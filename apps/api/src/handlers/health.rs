use axum::Json;

use crate::dto::HealthResponse;

pub async fn health_handler() -> Json<HealthResponse> {
    Json(HealthResponse { status: "ok" })
}
use std::collections::{BTreeMap, HashSet};

use fieldkit_core::{AppError, AppResult, NonEmptyString};
use serde::{Deserialize, Serialize};

use crate::condition::VisibilityCondition;
use crate::field::{FieldControl, FieldKind};

/// Declarative validation rule list (`required|email|max:120`).
///
/// Both the pipe-separated string and the list wire encoding normalize to a
/// trimmed, de-duplicated list in declaration order.
#[derive(Debug, Clone, Default, PartialEq, Eq, Serialize)]
pub struct ValidationRules(Vec<String>);

impl ValidationRules {
    /// Parses the pipe-separated encoding.
    #[must_use]
    pub fn parse(raw: &str) -> Self {
        Self::from_list(raw.split('|').map(str::to_owned).collect())
    }

    /// Builds from an already-split rule list.
    ///
    /// Rules are trimmed, blanks dropped, and the first occurrence wins when
    /// a rule repeats.
    #[must_use]
    pub fn from_list(rules: Vec<String>) -> Self {
        let mut seen = HashSet::new();
        let mut normalized = Vec::new();
        for rule in rules {
            let rule = rule.trim();
            if rule.is_empty() || !seen.insert(rule.to_owned()) {
                continue;
            }
            normalized.push(rule.to_owned());
        }
        Self(normalized)
    }

    /// Returns rules in declaration order.
    #[must_use]
    pub fn rules(&self) -> &[String] {
        &self.0
    }

    /// Returns whether no rules are configured.
    #[must_use]
    pub fn is_empty(&self) -> bool {
        self.0.is_empty()
    }
}

#[derive(Deserialize)]
#[serde(untagged)]
enum ValidationRulesEncoding {
    List(Vec<String>),
    Raw(String),
}

impl<'de> Deserialize<'de> for ValidationRules {
    fn deserialize<D>(deserializer: D) -> Result<Self, D::Error>
    where
        D: serde::Deserializer<'de>,
    {
        Ok(match ValidationRulesEncoding::deserialize(deserializer)? {
            ValidationRulesEncoding::List(rules) => Self::from_list(rules),
            ValidationRulesEncoding::Raw(raw) => Self::parse(&raw),
        })
    }
}

/// One selectable choice of a select or radio field.
#[derive(Debug, Clone, PartialEq, Eq, Serialize, Deserialize)]
pub struct FieldOption {
    value: NonEmptyString,
    label: NonEmptyString,
    description: Option<String>,
    icon: Option<String>,
    external_identifier: Option<String>,
    sort_order: i32,
}

impl FieldOption {
    /// Creates a validated choice.
    pub fn new(
        value: impl Into<String>,
        label: impl Into<String>,
        description: Option<String>,
        icon: Option<String>,
        external_identifier: Option<String>,
        sort_order: i32,
    ) -> AppResult<Self> {
        Ok(Self {
            value: NonEmptyString::new(value)?,
            label: NonEmptyString::new(label)?,
            description: normalize_optional(description),
            icon: normalize_optional(icon),
            external_identifier: normalize_optional(external_identifier),
            sort_order,
        })
    }

    /// Returns the stored choice value.
    #[must_use]
    pub fn value(&self) -> &NonEmptyString {
        &self.value
    }

    /// Returns the display label.
    #[must_use]
    pub fn label(&self) -> &NonEmptyString {
        &self.label
    }

    /// Returns the optional per-choice description.
    #[must_use]
    pub fn description(&self) -> Option<&str> {
        self.description.as_deref()
    }

    /// Returns the optional icon identifier.
    #[must_use]
    pub fn icon(&self) -> Option<&str> {
        self.icon.as_deref()
    }

    /// Returns the identifier of this choice in an external system.
    #[must_use]
    pub fn external_identifier(&self) -> Option<&str> {
        self.external_identifier.as_deref()
    }

    /// Returns the position among sibling choices.
    #[must_use]
    pub fn sort_order(&self) -> i32 {
        self.sort_order
    }
}

/// Mapping of one field onto an external system.
///
/// FieldKit stores mappings verbatim and never interprets them; adapters in
/// host applications read them when moving submitted values around.
#[derive(Debug, Clone, PartialEq, Eq, Serialize, Deserialize)]
pub struct ExternalMapping {
    adapter: NonEmptyString,
    target: NonEmptyString,
    config: BTreeMap<String, String>,
}

impl ExternalMapping {
    /// Creates a validated mapping entry.
    pub fn new(
        adapter: impl Into<String>,
        target: impl Into<String>,
        config: BTreeMap<String, String>,
    ) -> AppResult<Self> {
        Ok(Self {
            adapter: NonEmptyString::new(adapter)?,
            target: NonEmptyString::new(target)?,
            config,
        })
    }

    /// Returns the adapter identifier (e.g. `crm`, `webhook`).
    #[must_use]
    pub fn adapter(&self) -> &NonEmptyString {
        &self.adapter
    }

    /// Returns the attribute targeted in the external system.
    #[must_use]
    pub fn target(&self) -> &NonEmptyString {
        &self.target
    }

    /// Returns adapter-specific settings.
    #[must_use]
    pub fn config(&self) -> &BTreeMap<String, String> {
        &self.config
    }
}

/// Everything about one field except its identity, label, and control.
#[derive(Debug, Clone)]
pub struct FieldDefinitionInput {
    /// Helper text shown under the input.
    pub description: Option<String>,
    /// Placeholder shown inside the empty input.
    pub placeholder: Option<String>,
    /// Whether submissions must provide a value.
    pub is_required: bool,
    /// Whether the field participates in rendering.
    pub is_active: bool,
    /// Position among sibling fields.
    pub sort_order: i32,
    /// Declarative validation rules.
    pub validation_rules: ValidationRules,
    /// Admin-defined choices, legal on choice controls only.
    pub options: Vec<FieldOption>,
    /// External-system mappings.
    pub external_mappings: Vec<ExternalMapping>,
    /// Conditions gating the field's visibility.
    pub conditions: Vec<VisibilityCondition>,
}

/// One stored field definition within a form.
#[derive(Debug, Clone, PartialEq, Serialize, Deserialize)]
pub struct FieldDefinition {
    field_key: NonEmptyString,
    control: FieldControl,
    label: NonEmptyString,
    description: Option<String>,
    placeholder: Option<String>,
    is_required: bool,
    is_active: bool,
    sort_order: i32,
    validation_rules: ValidationRules,
    options: Vec<FieldOption>,
    external_mappings: Vec<ExternalMapping>,
    conditions: Vec<VisibilityCondition>,
}

impl FieldDefinition {
    /// Creates a validated field definition.
    ///
    /// Options are legal on choice controls only, must not repeat values,
    /// and are reordered ascending by sort order with ties broken on value.
    pub fn new(
        field_key: impl Into<String>,
        label: impl Into<String>,
        control: FieldControl,
        input: FieldDefinitionInput,
    ) -> AppResult<Self> {
        control.validate()?;

        if !control.kind().is_choice() && !input.options.is_empty() {
            return Err(AppError::Validation(format!(
                "options are not supported on '{}' fields",
                control.kind().as_str()
            )));
        }

        let mut seen = HashSet::new();
        for option in &input.options {
            if !seen.insert(option.value().as_str().to_owned()) {
                return Err(AppError::Validation(format!(
                    "duplicate option value '{}'",
                    option.value()
                )));
            }
        }

        let mut options = input.options;
        options.sort_by(|left, right| {
            left.sort_order()
                .cmp(&right.sort_order())
                .then_with(|| left.value().as_str().cmp(right.value().as_str()))
        });

        Ok(Self {
            field_key: NonEmptyString::new(field_key)?,
            control,
            label: NonEmptyString::new(label)?,
            description: normalize_optional(input.description),
            placeholder: normalize_optional(input.placeholder),
            is_required: input.is_required,
            is_active: input.is_active,
            sort_order: input.sort_order,
            validation_rules: input.validation_rules,
            options,
            external_mappings: input.external_mappings,
            conditions: input.conditions,
        })
    }

    /// Returns the key submissions address this field by.
    #[must_use]
    pub fn field_key(&self) -> &NonEmptyString {
        &self.field_key
    }

    /// Returns the control settings.
    #[must_use]
    pub fn control(&self) -> &FieldControl {
        &self.control
    }

    /// Returns the kind discriminant of the control.
    #[must_use]
    pub fn kind(&self) -> FieldKind {
        self.control.kind()
    }

    /// Returns the display label.
    #[must_use]
    pub fn label(&self) -> &NonEmptyString {
        &self.label
    }

    /// Returns the helper text shown under the input.
    #[must_use]
    pub fn description(&self) -> Option<&str> {
        self.description.as_deref()
    }

    /// Returns the placeholder shown inside the empty input.
    #[must_use]
    pub fn placeholder(&self) -> Option<&str> {
        self.placeholder.as_deref()
    }

    /// Returns whether submissions must provide a value.
    #[must_use]
    pub fn is_required(&self) -> bool {
        self.is_required
    }

    /// Returns whether the field participates in rendering.
    #[must_use]
    pub fn is_active(&self) -> bool {
        self.is_active
    }

    /// Returns the position among sibling fields.
    #[must_use]
    pub fn sort_order(&self) -> i32 {
        self.sort_order
    }

    /// Returns the declarative validation rules.
    #[must_use]
    pub fn validation_rules(&self) -> &ValidationRules {
        &self.validation_rules
    }

    /// Returns choices ascending by sort order.
    #[must_use]
    pub fn options(&self) -> &[FieldOption] {
        &self.options
    }

    /// Returns the external-system mappings.
    #[must_use]
    pub fn external_mappings(&self) -> &[ExternalMapping] {
        &self.external_mappings
    }

    /// Returns the conditions gating this field's visibility.
    #[must_use]
    pub fn conditions(&self) -> &[VisibilityCondition] {
        &self.conditions
    }

    /// Returns whether any visibility condition watches the given field.
    #[must_use]
    pub fn references(&self, field_key: &str) -> bool {
        self.conditions
            .iter()
            .any(|condition| condition.field_key().as_str() == field_key)
    }
}

fn normalize_optional(value: Option<String>) -> Option<String> {
    value
        .map(|value| value.trim().to_owned())
        .filter(|value| !value.is_empty())
}
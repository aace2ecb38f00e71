use fieldkit_domain::{ChoiceOption, RenderedWidget, WidgetControl, WidgetDescription};
use serde::Serialize;
use ts_rs::TS;

use super::fields::ConditionDto;

/// API representation of one rendered widget with evaluated visibility.
#[derive(Debug, Serialize, TS)]
#[ts(
    export,
    export_to = "../../../../packages/api-types/src/generated/rendered-widget-response.ts"
)]
pub struct RenderedWidgetResponse {
    pub widget: WidgetResponse,
    pub visible: bool,
}

impl From<RenderedWidget> for RenderedWidgetResponse {
    fn from(rendered: RenderedWidget) -> Self {
        Self {
            widget: WidgetResponse::from(rendered.widget()),
            visible: rendered.visible(),
        }
    }
}

/// API representation of one renderable widget.
///
/// Control settings are flattened next to `field_type`, mirroring the field
/// transport shape, with resolved choices in `options`.
#[derive(Debug, Serialize, TS)]
#[ts(
    export,
    export_to = "../../../../packages/api-types/src/generated/widget-response.ts"
)]
pub struct WidgetResponse {
    pub field_key: String,
    pub field_type: String,
    pub label: String,
    pub required: bool,
    pub placeholder: Option<String>,
    pub helper_text: Option<String>,
    pub reactive: bool,
    pub max_length: Option<u32>,
    pub autocomplete: Option<String>,
    pub min: Option<f64>,
    pub max: Option<f64>,
    pub step: Option<f64>,
    pub rows: Option<u32>,
    pub searchable: bool,
    pub inline: bool,
    pub show_descriptions: bool,
    pub options: Vec<ChoiceOptionDto>,
    pub validation_rules: Vec<String>,
    pub conditions: Vec<ConditionDto>,
}

impl From<&WidgetDescription> for WidgetResponse {
    fn from(widget: &WidgetDescription) -> Self {
        let mut response = Self {
            field_key: widget.field_key().to_owned(),
            field_type: widget.control().kind().as_str().to_owned(),
            label: widget.label().to_owned(),
            required: widget.required(),
            placeholder: widget.placeholder().map(ToOwned::to_owned),
            helper_text: widget.helper_text().map(ToOwned::to_owned),
            reactive: widget.reactive(),
            max_length: None,
            autocomplete: None,
            min: None,
            max: None,
            step: None,
            rows: None,
            searchable: false,
            inline: false,
            show_descriptions: false,
            options: Vec::new(),
            validation_rules: widget.validation_rules().to_vec(),
            conditions: widget
                .conditions()
                .iter()
                .map(ConditionDto::from_domain)
                .collect(),
        };

        match widget.control() {
            WidgetControl::Text { max_length } => response.max_length = *max_length,
            WidgetControl::Email { autocomplete } => {
                response.autocomplete = autocomplete.clone();
            }
            WidgetControl::Number { min, max, step } => {
                response.min = *min;
                response.max = *max;
                response.step = *step;
            }
            WidgetControl::Textarea { rows, max_length } => {
                response.rows = *rows;
                response.max_length = *max_length;
            }
            WidgetControl::Select {
                searchable,
                options,
            } => {
                response.searchable = *searchable;
                response.options = options.iter().map(ChoiceOptionDto::from_domain).collect();
            }
            WidgetControl::Radio {
                inline,
                show_descriptions,
                options,
            } => {
                response.inline = *inline;
                response.show_descriptions = *show_descriptions;
                response.options = options.iter().map(ChoiceOptionDto::from_domain).collect();
            }
            WidgetControl::Checkbox { inline } => response.inline = *inline,
        }

        response
    }
}

/// API representation of one selectable choice.
#[derive(Debug, Serialize, TS)]
#[ts(
    export,
    export_to = "../../../../packages/api-types/src/generated/choice-option-dto.ts"
)]
pub struct ChoiceOptionDto {
    pub value: String,
    pub label: String,
    pub description: Option<String>,
    pub icon: Option<String>,
}

impl ChoiceOptionDto {
    fn from_domain(option: &ChoiceOption) -> Self {
        Self {
            value: option.value().to_owned(),
            label: option.label().to_owned(),
            description: option.description().map(ToOwned::to_owned),
            icon: option.icon().map(ToOwned::to_owned),
        }
    }
}
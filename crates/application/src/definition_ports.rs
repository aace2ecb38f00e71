use async_trait::async_trait;
use fieldkit_core::{AppResult, TenantId};
use fieldkit_domain::{
    ExternalMapping, FieldControl, FieldDefinition, FieldOption, FormDefinition, ValidationRules,
    VisibilityCondition,
};

/// Input payload for form create operations.
#[derive(Debug, Clone, PartialEq, Eq)]
pub struct SaveFormInput {
    /// Stable purpose token; derived from the name when omitted or blank.
    pub purpose_token: Option<String>,
    /// Admin-facing display name.
    pub name: String,
    /// Optional admin-facing description.
    pub description: Option<String>,
    /// Whether the form may render.
    pub is_active: bool,
    /// Selection priority, lowest first.
    pub priority: u8,
}

/// Input payload for form update operations.
///
/// The purpose token is fixed at creation; updates touch display and
/// selection attributes only.
#[derive(Debug, Clone, PartialEq, Eq)]
pub struct UpdateFormInput {
    /// Admin-facing display name.
    pub name: String,
    /// Optional admin-facing description.
    pub description: Option<String>,
    /// Whether the form may render.
    pub is_active: bool,
    /// Selection priority, lowest first.
    pub priority: u8,
}

/// Input payload for field create operations.
#[derive(Debug, Clone, PartialEq)]
pub struct SaveFieldInput {
    /// Key submissions address the field by.
    pub field_key: String,
    /// Control settings; the variant fixes the input type.
    pub control: FieldControl,
    /// Display label.
    pub label: String,
    /// Optional helper text shown under the input.
    pub description: Option<String>,
    /// Optional placeholder shown inside the empty input.
    pub placeholder: Option<String>,
    /// Whether submissions must provide a value.
    pub is_required: bool,
    /// Whether the field participates in rendering.
    pub is_active: bool,
    /// Explicit position; appended after the last sibling when omitted.
    pub sort_order: Option<i32>,
    /// Declarative validation rules.
    pub validation_rules: ValidationRules,
    /// Admin-defined choices.
    pub options: Vec<FieldOption>,
    /// One label per line, expanded into choices when `options` is empty.
    pub quick_options: Option<String>,
    /// External-system mappings.
    pub external_mappings: Vec<ExternalMapping>,
    /// Conditions gating the field's visibility.
    pub conditions: Vec<VisibilityCondition>,
}

/// Input payload for field update operations.
///
/// The field key is fixed at creation, and quick options only apply when a
/// field is first created.
#[derive(Debug, Clone, PartialEq)]
pub struct UpdateFieldInput {
    /// Control settings; the variant fixes the input type.
    pub control: FieldControl,
    /// Display label.
    pub label: String,
    /// Optional helper text shown under the input.
    pub description: Option<String>,
    /// Optional placeholder shown inside the empty input.
    pub placeholder: Option<String>,
    /// Whether submissions must provide a value.
    pub is_required: bool,
    /// Whether the field participates in rendering.
    pub is_active: bool,
    /// Explicit position; keeps the current position when omitted.
    pub sort_order: Option<i32>,
    /// Declarative validation rules.
    pub validation_rules: ValidationRules,
    /// Admin-defined choices.
    pub options: Vec<FieldOption>,
    /// External-system mappings.
    pub external_mappings: Vec<ExternalMapping>,
    /// Conditions gating the field's visibility.
    pub conditions: Vec<VisibilityCondition>,
}

/// Repository port for form and field definition storage.
#[async_trait]
pub trait DefinitionRepository: Send + Sync {
    /// Saves a new form definition, rejecting duplicate purpose tokens.
    async fn save_form(&self, tenant_id: TenantId, form: FormDefinition) -> AppResult<()>;

    /// Lists all form definitions ascending by priority, then purpose token.
    async fn list_forms(&self, tenant_id: TenantId) -> AppResult<Vec<FormDefinition>>;

    /// Looks up a single form definition by purpose token.
    async fn find_form(
        &self,
        tenant_id: TenantId,
        purpose_token: &str,
    ) -> AppResult<Option<FormDefinition>>;

    /// Replaces an existing form definition.
    async fn update_form(&self, tenant_id: TenantId, form: FormDefinition) -> AppResult<()>;

    /// Deletes a form definition together with its fields.
    async fn delete_form(&self, tenant_id: TenantId, purpose_token: &str) -> AppResult<()>;

    /// Saves a new field definition under a form, rejecting duplicate keys.
    async fn save_field(
        &self,
        tenant_id: TenantId,
        purpose_token: &str,
        field: FieldDefinition,
    ) -> AppResult<()>;

    /// Lists a form's field definitions ascending by sort order, then key.
    async fn list_fields(
        &self,
        tenant_id: TenantId,
        purpose_token: &str,
    ) -> AppResult<Vec<FieldDefinition>>;

    /// Looks up a single field definition by key.
    async fn find_field(
        &self,
        tenant_id: TenantId,
        purpose_token: &str,
        field_key: &str,
    ) -> AppResult<Option<FieldDefinition>>;

    /// Replaces an existing field definition.
    async fn update_field(
        &self,
        tenant_id: TenantId,
        purpose_token: &str,
        field: FieldDefinition,
    ) -> AppResult<()>;

    /// Deletes a field definition.
    async fn delete_field(
        &self,
        tenant_id: TenantId,
        purpose_token: &str,
        field_key: &str,
    ) -> AppResult<()>;
}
◇ ◇ ◇
Work instruction -
Please go through the material and return each line where the word "address" appears.

Answer below -
    /// Returns the key submissions address this field by.
    /// Key submissions address the field by.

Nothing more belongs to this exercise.